Chapter Ten.
Afloat—and ashore.
“Sure, I’m almost dead entirely, with all that hurrying and scurrying!” exclaimed Mrs Gilmour, when she was at length got safely on board the little steamer and comfortably placed on a cosy seat aft, near the wheel, to which Captain Dresser had gallantly escorted her. “Really, now, I couldn’t have run another yard, if it had been to save me life!”
She panted out the words with such a racy admixture of her Irish “brogue,” which always became more “pronounced” with her when she was at all excited in any way, that the Captain, even while showing every sympathy for her distressed condition, could not help chuckling as he imitated her tone of voice and accent—much to the amusement of Master Bob and Miss Nellie, you may be sure!
“Sure, an’ there’s no knowin’ what ye can do, now, till ye thry, ma’am!” said he. “Is there, me darlint?”
“None of your nonsense,” she replied laughing; “I won’t have you making fun of my country like that. I’m sure you’re just as much an Irishman as I am!”
This slip delighted the Captain.
“There, ma’am,” he exclaimed exultingly, “you’ve been and gone and put your foot in it now in all conscience.”
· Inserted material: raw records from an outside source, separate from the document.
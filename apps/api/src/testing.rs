//! Test doubles and fixtures shared by the unit tests.

use std::sync::atomic::{AtomicUsize, Ordering};
use std::sync::Mutex;

use async_trait::async_trait;
use axum::Router;
use bytes::Bytes;

use crate::evaluation::models::{Evaluation, KeywordMatch};
use crate::llm_client::{Completion, CompletionError};
use crate::render::{RenderError, RenderedDocument, Renderer, PDF_MEDIA_TYPE};

pub const SAMPLE_EVALUATION_JSON: &str = r#"{
  "overallScore": 68,
  "matchPercentage": 61,
  "strengths": ["Five years of Java", "Spring Boot services", "Relational modelling"],
  "weaknesses": ["No cloud exposure", "Few metrics", "Thin testing story"],
  "missingSkills": ["Kubernetes", "Kafka", "AWS", "Observability"],
  "recommendations": ["Quantify impact", "Add a cloud project", "Mention CI/CD", "Lead with backend work"],
  "keywordMatch": {
    "matched": ["Java", "Spring", "SQL"],
    "missing": ["Kubernetes", "Microservices"]
  },
  "summary": "A capable Java developer with a solid Spring base. Cloud and messaging experience would close the gap."
}"#;

pub fn sample_evaluation() -> Evaluation {
    let owned = |items: &[&str]| items.iter().map(|s| s.to_string()).collect::<Vec<_>>();
    Evaluation {
        overall_score: 68,
        match_percentage: 61,
        strengths: owned(&[
            "Five years of Java",
            "Spring Boot services",
            "Relational modelling",
        ]),
        weaknesses: owned(&["No cloud exposure", "Few metrics", "Thin testing story"]),
        missing_skills: owned(&["Kubernetes", "Kafka", "AWS", "Observability"]),
        recommendations: owned(&[
            "Quantify impact",
            "Add a cloud project",
            "Mention CI/CD",
            "Lead with backend work",
        ]),
        keyword_match: KeywordMatch {
            matched: owned(&["Java", "Spring", "SQL"]),
            missing: owned(&["Kubernetes", "Microservices"]),
        },
        summary: "A capable Java developer with a solid Spring base. \
            Cloud and messaging experience would close the gap."
            .to_string(),
    }
}

pub const VALID_HTML: &str = "<!DOCTYPE html>\n<html lang=\"en\">\n<head><style>body{font-family:Arial}</style></head>\n<body><h1>Jane Doe</h1></body>\n</html>";

pub const FAKE_PDF: &[u8] = b"%PDF-1.4\n1 0 obj\n<<>>\nendobj\ntrailer\n<<>>\n%%EOF\n";

/// Serves `router` on an ephemeral local port and returns its base URL.
pub async fn spawn_fake_service(router: Router) -> String {
    let listener = tokio::net::TcpListener::bind("127.0.0.1:0").await.unwrap();
    let addr = listener.local_addr().unwrap();
    tokio::spawn(async move {
        axum::serve(listener, router).await.unwrap();
    });
    format!("http://{addr}")
}

/// Completion stub returning a fixed reply (or failing) and recording prompts.
pub struct StubCompletion {
    reply: Option<String>,
    calls: AtomicUsize,
    prompts: Mutex<Vec<(String, String)>>,
}

impl StubCompletion {
    pub fn replying(reply: impl Into<String>) -> Self {
        Self {
            reply: Some(reply.into()),
            calls: AtomicUsize::new(0),
            prompts: Mutex::new(Vec::new()),
        }
    }

    pub fn unavailable() -> Self {
        Self {
            reply: None,
            calls: AtomicUsize::new(0),
            prompts: Mutex::new(Vec::new()),
        }
    }

    pub fn calls(&self) -> usize {
        self.calls.load(Ordering::SeqCst)
    }

    pub fn prompts(&self) -> Vec<(String, String)> {
        self.prompts.lock().unwrap().clone()
    }
}

#[async_trait]
impl Completion for StubCompletion {
    async fn complete(&self, system: &str, prompt: &str) -> Result<String, CompletionError> {
        self.calls.fetch_add(1, Ordering::SeqCst);
        self.prompts
            .lock()
            .unwrap()
            .push((system.to_string(), prompt.to_string()));
        self.reply.clone().ok_or(CompletionError::Api {
            status: 503,
            message: "stubbed outage".to_string(),
        })
    }
}

/// What a `StubRenderer` hands back on each call.
#[derive(Clone)]
pub enum StubOutcome {
    Pdf,
    /// A document that skipped verification, e.g. a misbehaving adapter.
    Raw { binary: Bytes, media_type: String },
    WrongContentType(String),
}

pub struct StubRenderer {
    name: &'static str,
    outcome: StubOutcome,
    calls: AtomicUsize,
}

impl StubRenderer {
    pub fn new(name: &'static str, outcome: StubOutcome) -> Self {
        Self {
            name,
            outcome,
            calls: AtomicUsize::new(0),
        }
    }

    pub fn calls(&self) -> usize {
        self.calls.load(Ordering::SeqCst)
    }
}

#[async_trait]
impl Renderer for StubRenderer {
    async fn render(
        &self,
        markup: &str,
        _document_name: &str,
    ) -> Result<RenderedDocument, RenderError> {
        self.calls.fetch_add(1, Ordering::SeqCst);
        match &self.outcome {
            StubOutcome::Pdf => Ok(RenderedDocument {
                markup: markup.to_string(),
                binary: Bytes::from_static(FAKE_PDF),
                media_type: PDF_MEDIA_TYPE.to_string(),
            }),
            StubOutcome::Raw { binary, media_type } => Ok(RenderedDocument {
                markup: markup.to_string(),
                binary: binary.clone(),
                media_type: media_type.clone(),
            }),
            StubOutcome::WrongContentType(content_type) => Err(RenderError::NotPdf {
                service: self.name,
                content_type: content_type.clone(),
                body: "quota exceeded".to_string(),
            }),
        }
    }

    fn name(&self) -> &'static str {
        self.name
    }
}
“Oh, auntie!” cried Nellie, “an Irishman!”
This made Mrs Gilmour see her blunder, and she cheerfully joined in the laugh against herself.
Bob, meanwhile, had stationed himself by the engine-room hatchway, and was contemplating with rapt attention the almost human-like movements of the machinery below.
How wonderful it all was, he thought—the up and down stroke of the piston in and out of the cylinder, which oscillated from side to side guided by the eccentric; with the steady systematic revolution of the shaft, borne round by the crank attached to the piston-head, all working so smoothly, and yet with such resistless force!
The whole was a marvel to him, as indeed it is to many of us to whom a marine engine is no novelty.
“Well, my young philosopher,” said the Captain, tapping him on the shoulder and making him take off his gaze for a moment from the sight, “do you think you understand the engines by this time, eh?”
Bob only needed the hint to speak; and out he came with a whole volley of questions.
“What is that thing there?” he asked, “the thing that goes round, I mean.”
“The paddle-shaft,” replied the Captain; “it turns the wheels.”
“And that other thing that goes up and down?”
“The piston-rod,” said the old sailor. “It is this which turns the shaft.”
“Then, I want to know how the piston makes the shaft turn round, when it only goes up and down itself?”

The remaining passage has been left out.